A federal judge Tuesday barred Biden administration White House officials and some federal government agencies from contacting social media companies like Facebook and YouTube over “content containing protected free speech.”
Judge Terry Doughty of the U.S. District Court for the Western District of Louisiana ruled Tuesday that U.S. Digital Services administrator Mina Hsiang, Cybersecurity and Infrastructure Security Agency chief Jen Easterly as well as a number of major federal agencies will be restricted from interacting with social media firms for the purpose of discouraging or removing First Amendment-protected speech.
The Department of Justice said on Wednesday that it plans to appeal the preliminary ruling.
High ranking officials as well as rank-and-file employees within the following parts of the federal government will be affected: Health and Human Services (HHS), National Institute of Allergy and Infectious Diseases (NIAID), Centers for Disease Control and Prevention (CDC), Census Bureau, the FBI, the Justice Department, the Department of Homeland Security, and the State Department.
“During the COVID-19 pandemic, a period perhaps best characterized by widespread doubt and uncertainty, the United States Government seems to have assumed a role similar to an Orwellian ‘Ministry of Truth,’” Doughty wrote in his 155-page opinion.
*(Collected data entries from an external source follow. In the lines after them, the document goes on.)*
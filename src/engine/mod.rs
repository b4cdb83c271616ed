//! Process Invoker: one short-lived engine process per call.
//!
//! Stateless between calls. Spawns the engine binary with the generated
//! source, reads stdout/stderr concurrently, and bounds the whole
//! invocation with a wall-clock timeout. A timed-out process is killed
//! and reaped before this module returns.

use std::{
    path::{Path, PathBuf},
    process::Stdio,
    sync::{Arc, Mutex},
    time::{Duration, Instant},
};

use tokio::{io::AsyncReadExt, process::Command, time::timeout};
use tracing::{debug, warn};

use crate::{codegen::EngineProgram, error::ToolError};

/// Floor for draining pipes after the engine exits near its deadline.
const PIPE_GRACE: Duration = Duration::from_millis(250);

/// How the engine binary accepts a program on its command line.
#[derive(Debug, Clone, Copy, PartialEq, Eq)]
pub enum EngineMode {
    /// `wolframscript -c <code>`
    Script,
    /// `WolframKernel -noprompt -run <code>`
    Kernel,
}

/// Raw result of a single engine invocation. Transient, never persisted.
#[derive(Debug, Clone)]
pub struct ProcessOutcome {
    /// Exit code; `None` when the process was killed on timeout.
    pub status: Option<i32>,
    pub stdout: String,
    pub stderr: String,
    pub elapsed: Duration,
    pub timed_out: bool,
}

#[derive(Debug, Clone)]
pub struct EngineInvoker {
    executable: PathBuf,
    mode: EngineMode,
}

impl EngineInvoker {
    pub fn new(executable: impl Into<PathBuf>, mode: EngineMode) -> Self {
        Self { executable: executable.into(), mode }
    }

    pub fn executable(&self) -> &Path {
        &self.executable
    }

    pub async fn invoke(
        &self,
        program: &EngineProgram,
        limit: Duration,
    ) -> Result<ProcessOutcome, ToolError> {
        let mut cmd = Command::new(&self.executable);
        match self.mode {
            EngineMode::Script => cmd.arg("-c").arg(&program.source),
            EngineMode::Kernel => cmd.arg("-noprompt").arg("-run").arg(&program.source),
        };
        cmd.stdin(Stdio::null())
            .stdout(Stdio::piped())
            .stderr(Stdio::piped())
            .kill_on_drop(true);

        let started = Instant::now();
        let mut child = cmd.spawn().map_err(|err| match err.kind() {
            std::io::ErrorKind::NotFound => ToolError::ExecutableNotFound {
                path: self.executable.display().to_string(),
            },
            _ => ToolError::Internal(format!(
                "failed to spawn engine {}: {err}",
                self.executable.display()
            )),
        })?;
        debug!(
            tool = program.tool.name(),
            source = program.diagnostic_source(),
            source_truncated = program.truncated,
            "spawned engine process"
        );

        let stdout_pipe = child
            .stdout
            .take()
            .ok_or_else(|| ToolError::Internal("engine stdout was not captured".into()))?;
        let stderr_pipe = child
            .stderr
            .take()
            .ok_or_else(|| ToolError::Internal("engine stderr was not captured".into()))?;

        // Drain both pipes off-task so a chatty engine can never fill a
        // pipe buffer and deadlock against wait(). The buffers are shared
        // so partial output survives a timeout even if something the
        // engine spawned still holds the pipe open.
        let stdout_buf = Arc::new(Mutex::new(Vec::new()));
        let stderr_buf = Arc::new(Mutex::new(Vec::new()));
        let mut stdout_task = tokio::spawn(drain(stdout_pipe, stdout_buf.clone()));
        let mut stderr_task = tokio::spawn(drain(stderr_pipe, stderr_buf.clone()));

        let (status, timed_out) = match timeout(limit, child.wait()).await {
            Ok(Ok(status)) => {
                // Bounded wait: a stray descendant of the engine could
                // hold the pipes open after the engine itself exited.
                let remaining = limit.saturating_sub(started.elapsed()).max(PIPE_GRACE);
                if timeout(remaining, async {
                    let _ = (&mut stdout_task).await;
                    let _ = (&mut stderr_task).await;
                })
                .await
                .is_err()
                {
                    warn!(tool = program.tool.name(), "engine pipes still open after exit");
                    stdout_task.abort();
                    stderr_task.abort();
                }
                (status.code(), false)
            }
            Ok(Err(err)) => {
                return Err(ToolError::Internal(format!("failed to wait on engine: {err}")))
            }
            Err(_) => {
                warn!(
                    tool = program.tool.name(),
                    limit_secs = limit.as_secs(),
                    "engine invocation timed out, killing process"
                );
                // kill() waits for the process, so nothing outlives this
                // call. Readers are aborted rather than awaited: orphans
                // of the engine may keep the pipes open indefinitely.
                if let Err(err) = child.kill().await {
                    warn!(%err, "failed to kill timed-out engine process");
                }
                stdout_task.abort();
                stderr_task.abort();
                (None, true)
            }
        };

        let stdout = take_text(&stdout_buf);
        let stderr = take_text(&stderr_buf);
        let outcome = ProcessOutcome { status, stdout, stderr, elapsed: started.elapsed(), timed_out };
        debug!(
            tool = program.tool.name(),
            status = ?outcome.status,
            elapsed_ms = outcome.elapsed.as_millis() as u64,
            timed_out = outcome.timed_out,
            "engine process finished"
        );
        Ok(outcome)
    }
}

async fn drain(mut pipe: impl AsyncReadExt + Unpin, buf: Arc<Mutex<Vec<u8>>>) {
    let mut chunk = [0u8; 8192];
    loop {
        match pipe.read(&mut chunk).await {
            Ok(0) | Err(_) => break,
            Ok(n) => match buf.lock() {
                Ok(mut guard) => guard.extend_from_slice(&chunk[..n]),
                Err(_) => break,
            },
        }
    }
}

fn take_text(buf: &Arc<Mutex<Vec<u8>>>) -> String {
    match buf.lock() {
        Ok(mut guard) => String::from_utf8_lossy(&std::mem::take(&mut *guard)).into_owned(),
        Err(_) => String::new(),
    }
}
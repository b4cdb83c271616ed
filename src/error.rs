//! Bridge error taxonomy and the result type crossing the tool boundary.

use serde::Serialize;

/// Machine-readable failure kind, stable across the wire.
#[derive(Debug, Clone, Copy, PartialEq, Eq, Serialize)]
#[serde(rename_all = "snake_case")]
pub enum ErrorKind {
    MissingArgument,
    BuildError,
    ExecutableNotFound,
    Timeout,
    EngineExecutionError,
    EngineReportedError,
    EmptyResult,
    InternalError,
}

impl ErrorKind {
    pub fn as_str(self) -> &'static str {
        match self {
            ErrorKind::MissingArgument => "missing_argument",
            ErrorKind::BuildError => "build_error",
            ErrorKind::ExecutableNotFound => "executable_not_found",
            ErrorKind::Timeout => "timeout",
            ErrorKind::EngineExecutionError => "engine_execution_error",
            ErrorKind::EngineReportedError => "engine_reported_error",
            ErrorKind::EmptyResult => "empty_result",
            ErrorKind::InternalError => "internal_error",
        }
    }
}

#[derive(Debug, thiserror::Error)]
pub enum ToolError {
    #[error("missing required argument `{name}` for tool `{tool}`")]
    MissingArgument { tool: &'static str, name: String },
    #[error("cannot build engine program from `{name}`: {reason}")]
    Build { name: String, reason: String },
    #[error("engine executable not found: {path}")]
    ExecutableNotFound { path: String },
    #[error("engine did not complete within {seconds} seconds")]
    Timeout { seconds: u64 },
    #[error("engine exited with status {status}: {diagnostic}")]
    EngineExecution { status: i32, diagnostic: String },
    #[error("engine reported an error: {diagnostic}")]
    EngineReported { diagnostic: String },
    #[error("engine exited cleanly but produced no output")]
    EmptyResult,
    #[error("internal bridge fault: {0}")]
    Internal(String),
}

impl ToolError {
    pub fn kind(&self) -> ErrorKind {
        match self {
            ToolError::MissingArgument { .. } => ErrorKind::MissingArgument,
            ToolError::Build { .. } => ErrorKind::BuildError,
            ToolError::ExecutableNotFound { .. } => ErrorKind::ExecutableNotFound,
            ToolError::Timeout { .. } => ErrorKind::Timeout,
            ToolError::EngineExecution { .. } => ErrorKind::EngineExecutionError,
            ToolError::EngineReported { .. } => ErrorKind::EngineReportedError,
            ToolError::EmptyResult => ErrorKind::EmptyResult,
            ToolError::Internal(_) => ErrorKind::InternalError,
        }
    }
}

/// Successful engine invocation: normalized text plus the raw stdout
/// for transparency. Exact symbolic forms (`5*Sqrt[2]`, `x^3/3`) are
/// carried as text, never coerced to a numeric type.
#[derive(Debug, Clone, Serialize)]
pub struct ToolOutput {
    pub text: String,
    pub raw: String,
}

pub type ToolResult = Result<ToolOutput, ToolError>;
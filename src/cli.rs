use std::time::Duration;

use clap::{Parser, Subcommand};
use serde_json::{json, Map, Value};

use crate::tools::{Tool, ToolRequest};

#[derive(Parser, Debug, Clone)]
#[command(name = "wolfram-bridge", about = "Wolfram Language execution bridge", version)]
pub struct Cli {
    #[command(subcommand)]
    pub command: Command,

    /// Per-call timeout in seconds (default from config, 30).
    #[arg(long, global = true)]
    pub timeout: Option<u64>,

    /// Force a decimal approximation instead of an exact symbolic result.
    #[arg(long, global = true)]
    pub decimal: bool,

    /// Override the wolframscript executable path.
    #[arg(long = "script-path", global = true)]
    pub script_path: Option<String>,

    /// Override the kernel executable path.
    #[arg(long = "kernel-path", global = true)]
    pub kernel_path: Option<String>,

    /// Invoke the kernel directly instead of wolframscript.
    #[arg(long = "use-kernel", global = true)]
    pub use_kernel: bool,
}

#[derive(Subcommand, Debug, Clone)]
pub enum Command {
    /// Evaluate a mathematical expression.
    Calculate { expression: String },

    /// Solve an equation for a variable (use == for equality).
    Solve { equation: String, variable: String },

    /// Integrate an expression; give both bounds for a definite integral.
    Integrate {
        expression: String,
        variable: String,
        lower: Option<String>,
        upper: Option<String>,
    },

    /// Differentiate an expression.
    Differentiate {
        expression: String,
        variable: String,
        #[arg(long, default_value_t = 1)]
        order: u64,
    },

    /// Simplify an expression.
    Simplify { expression: String },

    /// Factor an expression.
    Factor { expression: String },

    /// Expand an expression.
    Expand { expression: String },

    /// Apply a named matrix operation (Inverse, Det, Eigenvalues, ...).
    MatrixOperations { operation: String, matrix: String },

    /// Compute a named statistic (Mean, Median, StandardDeviation, ...).
    Statistics { operation: String, data: String },

    /// Execute arbitrary Wolfram Language code verbatim.
    Execute { code: String },

    /// Check that the engine is reachable and licensed.
    TestConnection,

    /// Serve JSON-lines tool requests over stdio.
    Serve,
}

impl Cli {
    pub fn parse() -> Self {
        <Self as Parser>::parse()
    }

    /// Build the ToolRequest for a one-shot subcommand; `None` for serve.
    pub fn to_request(&self) -> Option<ToolRequest> {
        let (tool, args) = match &self.command {
            Command::Calculate { expression } => {
                (Tool::Calculate, one("expression", expression))
            }
            Command::Solve { equation, variable } => {
                let mut args = one("equation", equation);
                args.insert("variable".into(), json!(variable));
                (Tool::Solve, args)
            }
            Command::Integrate { expression, variable, lower, upper } => {
                let mut args = one("expression", expression);
                args.insert("variable".into(), json!(variable));
                if let Some(lower) = lower {
                    args.insert("lower".into(), json!(lower));
                }
                if let Some(upper) = upper {
                    args.insert("upper".into(), json!(upper));
                }
                (Tool::Integrate, args)
            }
            Command::Differentiate { expression, variable, order } => {
                let mut args = one("expression", expression);
                args.insert("variable".into(), json!(variable));
                args.insert("order".into(), json!(order));
                (Tool::Differentiate, args)
            }
            Command::Simplify { expression } => (Tool::Simplify, one("expression", expression)),
            Command::Factor { expression } => (Tool::Factor, one("expression", expression)),
            Command::Expand { expression } => (Tool::Expand, one("expression", expression)),
            Command::MatrixOperations { operation, matrix } => {
                let mut args = one("matrix", matrix);
                args.insert("operation".into(), json!(operation));
                (Tool::MatrixOperations, args)
            }
            Command::Statistics { operation, data } => {
                let mut args = one("data", data);
                args.insert("operation".into(), json!(operation));
                (Tool::Statistics, args)
            }
            Command::Execute { code } => (Tool::Execute, one("code", code)),
            Command::TestConnection => (Tool::TestConnection, Map::new()),
            Command::Serve => return None,
        };
        let mut args = args;
        if self.decimal {
            args.insert("decimal".into(), json!(true));
        }
        let mut request = ToolRequest::new(tool, args);
        if let Some(secs) = self.timeout {
            request = request.with_timeout(Duration::from_secs(secs.max(1)));
        }
        Some(request)
    }
}

fn one(name: &str, value: &str) -> Map<String, Value> {
    let mut args = Map::new();
    args.insert(name.into(), json!(value));
    args
}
The judge’s decision cites a wide range of topics from COVID-19 vaccines to Biden’s son Hunter Biden to the validity of the 2020 election, that Doughty says “all were suppressed” on social media at the pushing of administration officials and each topic “suppressed” was a conservative opinion, which “is quite telling,” he added.
“This targeted suppression of conservative ideas is a perfect example of viewpoint discrimination of political speech,” Doughty said. “American citizens have the right to engage in free debate about the significant issues affecting the country… the evidence produced thus far depicts an almost dystopian scenario,” he added.
“Our consistent view remains that social media platforms have a critical responsibility to take account of the effects their platforms are having on the American people,” the White House said in a statement.
The judgment marks a victory for Republicans who have accused federal government and White House officials of censorship while Democrats are expected to push back on the ruling arguing that social media platforms have failed to address rampant cases of misinformation.
The lawsuit is one of the most intensely-watched First Amendment battles in the US, sparking a debate over the federal government’s role in moderating or censoring content which it deemed to be false or harmful.
The judge’s ruling restricts certain federal agencies and officials by law from “flagging content or posts on social-media platforms and/or forwarding such to social-media companies urging, encouraging , pressuring, or inducing in any manner for removal, deletion, suppression, or reduction of content containing protected free speech.”
The Biden administration officials and federal government agencies will however still be able to inform social media companies of content involving criminal activity, those related to national security threats, criminal efforts to suppress or mislead voting, detecting and mitigating malicious cyber attacks, or foreign attempts to influence elections among other exceptions to the judgement.
Doughty’s ruling appears to take effect immediately, but it isn’t a final decision on the lawsuit which can be appealed by the Biden administration to the New Orleans-based 5th U.S. Circuit Court of Appeals or the Supreme Court.
“The courts have made it clear that the Biden Administration must stop using the heavy hand of government to pressure social media companies into censoring free speech and news shared on their platforms,” House Oversight Chairman Rep. James Comer, R-KY, told FedScoop. “The Oversight Committee remains committed to protecting Americans from the Biden Administration’s unchecked government censorship campaign.”
The U.S. Digital Services and the CISA told FedScoop they had no comment and CISA referred FedScoop to the Justice Department for next steps the government might take.
Editor’s note, July 6: This story was updated to clarify that the DOJ intends to appeal the preliminary injunction.